DEVA Partisi Genel Lideri Ali Babacan FOX TV Çalar Saat Programı’nın konuğu oldu. İsmail Küçükkaya’nın sorularını yanıtlayan Babacan gündeme ait de açıklamalarda bulundu. Babacan’ın konuşmasından öne çıkanlar şöyle:
Bildiri açıklaması
“Bütün bu olanlar Türkiye’nin yakın devirdeki darbe hafızası ile çok yakından ilgili. Bundan daha 5 sene evvel bir darbe teşebbüsü oldu ve beşerler canını kaybetti. Münasebetiyle darbe artık gündemden çıktı, bu türlü bir risk yok, Türkiye’de artık demokrasi oturdu demek çok kolay değil. Münasebetiyle her an dikkat etmek lazım. Silahlı Kuvvetler’in takımını, insan kaynağı yapısını büsbütün liyakat bazlı götürmek lazım.
Başka hiçbir faktör kelam konusu olmamalı. Şayet her gelen iktidar kendisi üzere düşünen, kendi ideolojisini benimsiyen bir insan kaynağı sıkıntısında olursa bu ülkenin başı sorunlardan kurtulmaz. Buradaki olay değişik bir olay. Buradaki olay aslında Kanal İstanbul’la ilgili kaygılar var. Öncelikle etraf tesir değerlendirmesinin tam yapılmadığıyla ilgili telaşlar var. Tekrar güvenlik perpektifine bakıldığında İstanbul’un Kanal İstanbul’dan sonra bir ada haline geleceği ve İstanbul’da nüfusun en çok olduğu yerde bir ada oluşuyor. Bu adanın dış güvenlik ve sarsıntı riskine bakıldığında pek çok riski barındırdığını uzmanlar söylüyor.”
“Cumhurbaşkanına söyleyecek cüret yok hiç kimsede”

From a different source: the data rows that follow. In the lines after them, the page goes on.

//! Membership lookups used by every service that authorizes against a family.

use sqlx::{Executor, Sqlite};

use crate::entities::{FamilyMember, MemberRole};

pub async fn find_membership<'e, E>(
    executor: E,
    family_id: &str,
    user_id: &str,
) -> Result<Option<FamilyMember>, sqlx::Error>
where
    E: Executor<'e, Database = Sqlite>,
{
    sqlx::query_as::<_, FamilyMember>(
        "SELECT id, family_id, user_id, role, permissions, joined_at
         FROM family_members WHERE family_id = ? AND user_id = ?",
    )
    .bind(family_id)
    .bind(user_id)
    .fetch_optional(executor)
    .await
}

pub async fn admin_count<'e, E>(executor: E, family_id: &str) -> Result<i64, sqlx::Error>
where
    E: Executor<'e, Database = Sqlite>,
{
    sqlx::query_scalar("SELECT COUNT(*) FROM family_members WHERE family_id = ? AND role = ?")
        .bind(family_id)
        .bind(MemberRole::Admin)
        .fetch_one(executor)
        .await
}

pub async fn family_ids_for_user<'e, E>(
    executor: E,
    user_id: &str,
) -> Result<Vec<String>, sqlx::Error>
where
    E: Executor<'e, Database = Sqlite>,
{
    sqlx::query_scalar("SELECT family_id FROM family_members WHERE user_id = ? ORDER BY joined_at")
        .bind(user_id)
        .fetch_all(executor)
        .await
}
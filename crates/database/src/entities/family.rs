//! Family and membership entity definitions

use serde::{Deserialize, Serialize};
use utoipa::ToSchema;
use sqlx::{sqlite::SqliteRow, FromRow, Row};

use super::{decode_json, user::UserSummary};

#[derive(Debug, Clone, Copy, PartialEq, Eq, Serialize, Deserialize, sqlx::Type, ToSchema)]
#[sqlx(type_name = "TEXT", rename_all = "lowercase")]
#[serde(rename_all = "lowercase")]
pub enum MemberRole {
    Admin,
    Member,
}

impl MemberRole {
    pub fn as_str(&self) -> &'static str {
        match self {
            MemberRole::Admin => "admin",
            MemberRole::Member => "member",
        }
    }

    pub fn parse(value: &str) -> Option<Self> {
        match value {
            "admin" => Some(MemberRole::Admin),
            "member" => Some(MemberRole::Member),
            _ => None,
        }
    }

    pub fn is_admin(&self) -> bool {
        matches!(self, MemberRole::Admin)
    }
}

impl std::fmt::Display for MemberRole {
    fn fmt(&self, f: &mut std::fmt::Formatter<'_>) -> std::fmt::Result {
        f.write_str(self.as_str())
    }
}

/// Per-member capability flags stored as JSON next to the role.
#[derive(Debug, Clone, Copy, PartialEq, Eq, Serialize, Deserialize, ToSchema)]
#[serde(rename_all = "camelCase", default)]
pub struct MemberPermissions {
    pub can_post: bool,
    pub can_create_events: bool,
    pub can_invite: bool,
    pub can_manage_members: bool,
}

impl MemberPermissions {
    pub fn for_role(role: MemberRole) -> Self {
        match role {
            MemberRole::Admin => Self {
                can_post: true,
                can_create_events: true,
                can_invite: true,
                can_manage_members: true,
            },
            MemberRole::Member => Self::default(),
        }
    }
}

impl Default for MemberPermissions {
    fn default() -> Self {
        Self {
            can_post: true,
            can_create_events: true,
            can_invite: false,
            can_manage_members: false,
        }
    }
}

#[derive(Debug, Clone, PartialEq, Eq, Serialize, Deserialize, ToSchema)]
#[serde(rename_all = "camelCase", default)]
pub struct FamilySettings {
    pub is_private: bool,
    pub allow_member_invites: bool,
}

impl Default for FamilySettings {
    fn default() -> Self {
        Self {
            is_private: true,
            allow_member_invites: false,
        }
    }
}

#[derive(Debug, Clone, PartialEq, Serialize, Deserialize, ToSchema)]
#[serde(rename_all = "camelCase")]
pub struct Family {
    pub id: String,
    pub name: String,
    pub description: Option<String>,
    pub settings: FamilySettings,
    pub created_by: String,
    pub created_at: String,
    pub updated_at: String,
}

impl<'r> FromRow<'r, SqliteRow> for Family {
    fn from_row(row: &'r SqliteRow) -> Result<Self, sqlx::Error> {
        Ok(Self {
            id: row.try_get("id")?,
            name: row.try_get("name")?,
            description: row.try_get("description")?,
            settings: decode_json(row, "settings")?,
            created_by: row.try_get("created_by")?,
            created_at: row.try_get("created_at")?,
            updated_at: row.try_get("updated_at")?,
        })
    }
}

#[derive(Debug, Clone, PartialEq, Serialize, Deserialize, ToSchema)]
#[serde(rename_all = "camelCase")]
pub struct FamilyMember {
    pub id: String,
    pub family_id: String,
    pub user_id: String,
    pub role: MemberRole,
    pub permissions: MemberPermissions,
    pub joined_at: String,
}

impl FamilyMember {
    pub fn is_admin(&self) -> bool {
        self.role.is_admin()
    }

    /// Admins implicitly hold every permission.
    pub fn can(&self, check: impl Fn(&MemberPermissions) -> bool) -> bool {
        self.is_admin() || check(&self.permissions)
    }
}

impl<'r> FromRow<'r, SqliteRow> for FamilyMember {
    fn from_row(row: &'r SqliteRow) -> Result<Self, sqlx::Error> {
        Ok(Self {
            id: row.try_get("id")?,
            family_id: row.try_get("family_id")?,
            user_id: row.try_get("user_id")?,
            role: row.try_get("role")?,
            permissions: decode_json(row, "permissions")?,
            joined_at: row.try_get("joined_at")?,
        })
    }
}

/// A membership row joined with the member's public profile.
#[derive(Debug, Clone, PartialEq, Serialize, ToSchema)]
#[serde(rename_all = "camelCase")]
pub struct MemberDetails {
    #[serde(flatten)]
    pub member: FamilyMember,
    pub user: UserSummary,
}

impl<'r> FromRow<'r, SqliteRow> for MemberDetails {
    fn from_row(row: &'r SqliteRow) -> Result<Self, sqlx::Error> {
        let member = FamilyMember::from_row(row)?;
        let user = UserSummary {
            id: member.user_id.clone(),
            username: row.try_get("username")?,
            first_name: row.try_get("first_name")?,
            last_name: row.try_get("last_name")?,
            profile_picture: row.try_get("profile_picture")?,
        };
        Ok(Self { member, user })
    }
}

/// A family as seen by one of its members.
#[derive(Debug, Clone, PartialEq, Serialize, ToSchema)]
#[serde(rename_all = "camelCase")]
pub struct MembershipSummary {
    #[serde(flatten)]
    pub family: Family,
    pub role: MemberRole,
    pub member_count: i64,
}

impl<'r> FromRow<'r, SqliteRow> for MembershipSummary {
    fn from_row(row: &'r SqliteRow) -> Result<Self, sqlx::Error> {
        Ok(Self {
            family: Family::from_row(row)?,
            role: row.try_get("role")?,
            member_count: row.try_get("member_count")?,
        })
    }
}
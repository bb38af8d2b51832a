//! Family membership rules against a migrated database.

use kinnect_database::testing::{add_member, count_rows, insert_family, insert_user, test_pool};
use kinnect_database::{FamilySettings, MemberRole, ServiceError};
use kinnect_families::{FamilyService, FamilyUpdate, MemberTarget, MemberUpdate, NewFamily, NewMember};

fn new_family(name: &str) -> NewFamily {
    NewFamily {
        name: name.to_string(),
        description: None,
        settings: None,
    }
}

fn by_id(user_id: &str, role: Option<MemberRole>) -> NewMember {
    NewMember {
        target: MemberTarget::UserId(user_id.to_string()),
        role,
    }
}

#[tokio::test]
async fn creating_a_family_makes_the_creator_its_admin() {
    let (pool, _dir) = test_pool().await;
    let user = insert_user(&pool, "u@example.com").await;
    let service = FamilyService::new(pool.clone());

    let family = service.create(&user, new_family("Smiths")).await.unwrap();

    let (member_user, role): (String, MemberRole) =
        sqlx::query_as("SELECT user_id, role FROM family_members WHERE family_id = ?")
            .bind(&family.id)
            .fetch_one(&pool)
            .await
            .unwrap();
    assert_eq!(member_user, user);
    assert_eq!(role, MemberRole::Admin);
    assert_eq!(count_rows(&pool, "family_members").await, 1);
    assert_eq!(family.settings, FamilySettings::default());
}

#[tokio::test]
async fn listing_shows_role_and_member_count() {
    let (pool, _dir) = test_pool().await;
    let owner = insert_user(&pool, "owner@example.com").await;
    let member = insert_user(&pool, "member@example.com").await;
    let family = insert_family(&pool, &owner, "Joneses").await;
    add_member(&pool, &family, &member, MemberRole::Member).await;

    let service = FamilyService::new(pool);
    let families = service.list_for_user(&member).await.unwrap();

    assert_eq!(families.len(), 1);
    assert_eq!(families[0].role, MemberRole::Member);
    assert_eq!(families[0].member_count, 2);
}

#[tokio::test]
async fn outsiders_cannot_see_a_family() {
    let (pool, _dir) = test_pool().await;
    let owner = insert_user(&pool, "owner@example.com").await;
    let outsider = insert_user(&pool, "outsider@example.com").await;
    let family = insert_family(&pool, &owner, "Private").await;

    let service = FamilyService::new(pool);
    let error = service.get(&family, &outsider).await.unwrap_err();
    assert!(matches!(error, ServiceError::Forbidden(_)));

    let details = service.get(&family, &owner).await.unwrap();
    assert_eq!(details.members.len(), 1);
    assert_eq!(details.members[0].user.first_name, "owner");
}

#[tokio::test]
async fn only_admins_update_the_family() {
    let (pool, _dir) = test_pool().await;
    let owner = insert_user(&pool, "owner@example.com").await;
    let member = insert_user(&pool, "member@example.com").await;
    let family = insert_family(&pool, &owner, "Old name").await;
    add_member(&pool, &family, &member, MemberRole::Member).await;

    let service = FamilyService::new(pool);
    let update = FamilyUpdate {
        name: Some("New name".to_string()),
        ..FamilyUpdate::default()
    };

    assert!(matches!(
        service.update(&family, &member, update.clone()).await,
        Err(ServiceError::Forbidden(_))
    ));
    let updated = service.update(&family, &owner, update).await.unwrap();
    assert_eq!(updated.name, "New name");
}

#[tokio::test]
async fn members_without_invite_permission_cannot_add() {
    let (pool, _dir) = test_pool().await;
    let owner = insert_user(&pool, "owner@example.com").await;
    let member = insert_user(&pool, "member@example.com").await;
    let newcomer = insert_user(&pool, "new@example.com").await;
    let family = insert_family(&pool, &owner, "Closed").await;
    add_member(&pool, &family, &member, MemberRole::Member).await;

    let service = FamilyService::new(pool);
    let error = service
        .add_member(&family, &member, by_id(&newcomer, None))
        .await
        .unwrap_err();
    assert!(matches!(error, ServiceError::Forbidden(_)));
}

#[tokio::test]
async fn admins_add_members_by_email() {
    let (pool, _dir) = test_pool().await;
    let owner = insert_user(&pool, "owner@example.com").await;
    let newcomer = insert_user(&pool, "cousin@example.com").await;
    let family = insert_family(&pool, &owner, "Open").await;

    let service = FamilyService::new(pool);
    let added = service
        .add_member(
            &family,
            &owner,
            NewMember {
                target: MemberTarget::Email("Cousin@Example.com".to_string()),
                role: None,
            },
        )
        .await
        .unwrap();

    assert_eq!(added.member.user_id, newcomer);
    assert_eq!(added.member.role, MemberRole::Member);
    assert!(!added.member.permissions.can_invite);

    let duplicate = service
        .add_member(&family, &owner, by_id(&newcomer, None))
        .await
        .unwrap_err();
    assert!(matches!(duplicate, ServiceError::BadRequest(_)));

    let unknown = service
        .add_member(
            &family,
            &owner,
            NewMember {
                target: MemberTarget::Email("nobody@example.com".to_string()),
                role: None,
            },
        )
        .await
        .unwrap_err();
    assert!(matches!(unknown, ServiceError::NotFound(_)));
}

#[tokio::test]
async fn removing_the_creator_is_rejected() {
    let (pool, _dir) = test_pool().await;
    let owner = insert_user(&pool, "owner@example.com").await;
    let admin = insert_user(&pool, "admin@example.com").await;
    let family = insert_family(&pool, &owner, "Smiths").await;
    add_member(&pool, &family, &admin, MemberRole::Admin).await;

    let service = FamilyService::new(pool);
    let error = service.remove_member(&family, &admin, &owner).await.unwrap_err();

    assert!(matches!(error, ServiceError::BadRequest(_)));
    assert_eq!(error.to_string(), "Cannot remove the family creator");
}

#[tokio::test]
async fn the_last_admin_cannot_be_demoted_or_removed() {
    let (pool, _dir) = test_pool().await;
    let owner = insert_user(&pool, "owner@example.com").await;
    let other = insert_user(&pool, "other@example.com").await;
    let family = insert_family(&pool, &owner, "Guarded").await;
    add_member(&pool, &family, &other, MemberRole::Member).await;

    let service = FamilyService::new(pool.clone());

    // Hand the admin role from the creator to `other`.
    service
        .update_member(
            &family,
            &owner,
            &other,
            MemberUpdate {
                role: Some(MemberRole::Admin),
                permissions: None,
            },
        )
        .await
        .unwrap();
    service
        .update_member(
            &family,
            &other,
            &owner,
            MemberUpdate {
                role: Some(MemberRole::Member),
                permissions: None,
            },
        )
        .await
        .unwrap();

    let demote = service
        .update_member(
            &family,
            &other,
            &other,
            MemberUpdate {
                role: Some(MemberRole::Member),
                permissions: None,
            },
        )
        .await
        .unwrap_err();
    assert_eq!(demote.to_string(), "Family must have at least one admin");

    let leave = service.remove_member(&family, &other, &other).await.unwrap_err();
    assert_eq!(leave.to_string(), "Family must have at least one admin");
    assert_eq!(count_rows(&pool, "family_members").await, 2);
}

#[tokio::test]
async fn members_may_leave_on_their_own() {
    let (pool, _dir) = test_pool().await;
    let owner = insert_user(&pool, "owner@example.com").await;
    let member = insert_user(&pool, "member@example.com").await;
    let bystander = insert_user(&pool, "bystander@example.com").await;
    let family = insert_family(&pool, &owner, "Leavers").await;
    add_member(&pool, &family, &member, MemberRole::Member).await;
    add_member(&pool, &family, &bystander, MemberRole::Member).await;

    let service = FamilyService::new(pool.clone());

    let error = service.remove_member(&family, &bystander, &member).await.unwrap_err();
    assert!(matches!(error, ServiceError::Forbidden(_)));

    service.remove_member(&family, &member, &member).await.unwrap();
    assert_eq!(count_rows(&pool, "family_members").await, 2);
}

#[tokio::test]
async fn only_the_creator_deletes_and_the_graph_goes_with_it() {
    let (pool, _dir) = test_pool().await;
    let owner = insert_user(&pool, "owner@example.com").await;
    let admin = insert_user(&pool, "admin@example.com").await;
    let family = insert_family(&pool, &owner, "Temporary").await;
    add_member(&pool, &family, &admin, MemberRole::Admin).await;

    let service = FamilyService::new(pool.clone());
    assert!(matches!(
        service.delete(&family, &admin).await,
        Err(ServiceError::Forbidden(_))
    ));

    service.delete(&family, &owner).await.unwrap();
    assert_eq!(count_rows(&pool, "families").await, 0);
    assert_eq!(count_rows(&pool, "family_members").await, 0);
}
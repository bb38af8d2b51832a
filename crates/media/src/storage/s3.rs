use async_trait::async_trait;
use aws_sdk_s3::error::DisplayErrorContext;
use aws_sdk_s3::primitives::ByteStream;
use aws_sdk_s3::Client;
use bytes::Bytes;
use kinnect_config::StorageConfig;
use tracing::debug;

use super::{validate_key, ObjectStore, StorageError};

/// Objects in an S3 (or S3-compatible) bucket. Credentials come from the
/// standard AWS provider chain (`AWS_ACCESS_KEY_ID`, profiles, instance roles).
#[derive(Debug, Clone)]
pub struct S3Store {
    client: Client,
    bucket: String,
    base_url: String,
}

impl S3Store {
    pub async fn from_config(config: &StorageConfig) -> Result<Self, StorageError> {
        let bucket = config
            .bucket
            .clone()
            .ok_or_else(|| StorageError::Unavailable("storage.bucket is not set".to_string()))?;

        let shared = aws_config::defaults(aws_config::BehaviorVersion::latest())
            .region(aws_config::Region::new(config.region.clone()))
            .load()
            .await;

        let mut builder = aws_sdk_s3::config::Builder::from(&shared);
        if let Some(endpoint) = &config.endpoint {
            builder = builder.endpoint_url(endpoint).force_path_style(true);
        }

        let base_url = match (&config.public_base_url, &config.endpoint) {
            (Some(base), _) => base.clone(),
            (None, Some(endpoint)) => format!("{}/{}", endpoint.trim_end_matches('/'), bucket),
            (None, None) => format!("https://{}.s3.{}.amazonaws.com", bucket, config.region),
        };

        Ok(Self {
            client: Client::from_conf(builder.build()),
            bucket,
            base_url: base_url.trim_end_matches('/').to_string(),
        })
    }

    pub fn bucket(&self) -> &str {
        &self.bucket
    }
}

#[async_trait]
impl ObjectStore for S3Store {
    async fn put(&self, key: &str, body: Bytes, content_type: &str) -> Result<String, StorageError> {
        validate_key(key)?;
        let size = body.len();

        self.client
            .put_object()
            .bucket(&self.bucket)
            .key(key)
            .content_type(content_type)
            .body(ByteStream::from(body))
            .send()
            .await
            .map_err(|error| StorageError::Backend(DisplayErrorContext(&error).to_string()))?;

        debug!(bucket = %self.bucket, key, bytes = size, "uploaded object");
        Ok(format!("{}/{}", self.base_url, key))
    }

    async fn delete(&self, key: &str) -> Result<(), StorageError> {
        validate_key(key)?;

        // DeleteObject succeeds for keys that do not exist.
        self.client
            .delete_object()
            .bucket(&self.bucket)
            .key(key)
            .send()
            .await
            .map_err(|error| StorageError::Backend(DisplayErrorContext(&error).to_string()))?;

        debug!(bucket = %self.bucket, key, "deleted object");
        Ok(())
    }

    fn key_from_url(&self, url: &str) -> Option<String> {
        let key = url.strip_prefix(&self.base_url)?.strip_prefix('/')?;
        validate_key(key).ok()?;
        Some(key.to_string())
    }
}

“Konunun ikinci boyutu ise memleketler arası muahedeler boyutu, Montrö Muahedesi boyutu. Hükümetin Kanal İstanbul’la ilgili tavrı nasıl? ‘Ben bunu yapacağım’ diyor ve teknik, tüzel, etraf değerlendirmeleri hepsi bir kenara itiliyor. Tasalar var ancak bunu hükümete, Cumhurbaşkanına söyleyecek yürek yok hiç kimsede. Bu türlü olunca da gereksiz açıklamalar geliyor şuradan buradan.
Özellikle bu emekli amirellerin yaptığı açıklamalar, bunlar kabul edilebilir şeyler değil. Burada önemli bir basiretsizlik var. Yani bu türlü bir açıklamanın nereye gideceğini herhalde hesap etmeleri gereken insan bunlar. Vakti yanlış, mecrası yanlış, her şeyi yanlış. Sıkıntı Montrö ise mevzuyu genişletip yanlış anlamaya müsait hale getirmişler bunu. Hakikaten çok büyük kusur yapmışlar, bu türlü bir şey kabul edilemez.”
“Hükümet bunu sonuna kadar kullanacak”
“Bu 103 tane amiral adeta hükümete altın bir tepsinin içinde bu imkanı sundu. ‘Alın bunu kullanın bundan sonra Kanal İstanbul için size kolay kolay muhalefet de gelmez. O denli bir açıklama yapacağız ki siz Kanal İstanbul’u rahat rahat yapacaksınız’ diye altın bir tepsinin içinde sundular. Hükümet, bunu sonu kadar kullanacak. Bundan sonra ‘Kanal İstanbul’u istemiyorum’ diyenlere, ‘darbeci amirallerle mi berabersin’ yoksa ‘benimle mi’ diyerek tipik kutuplaştırma yapılacak.”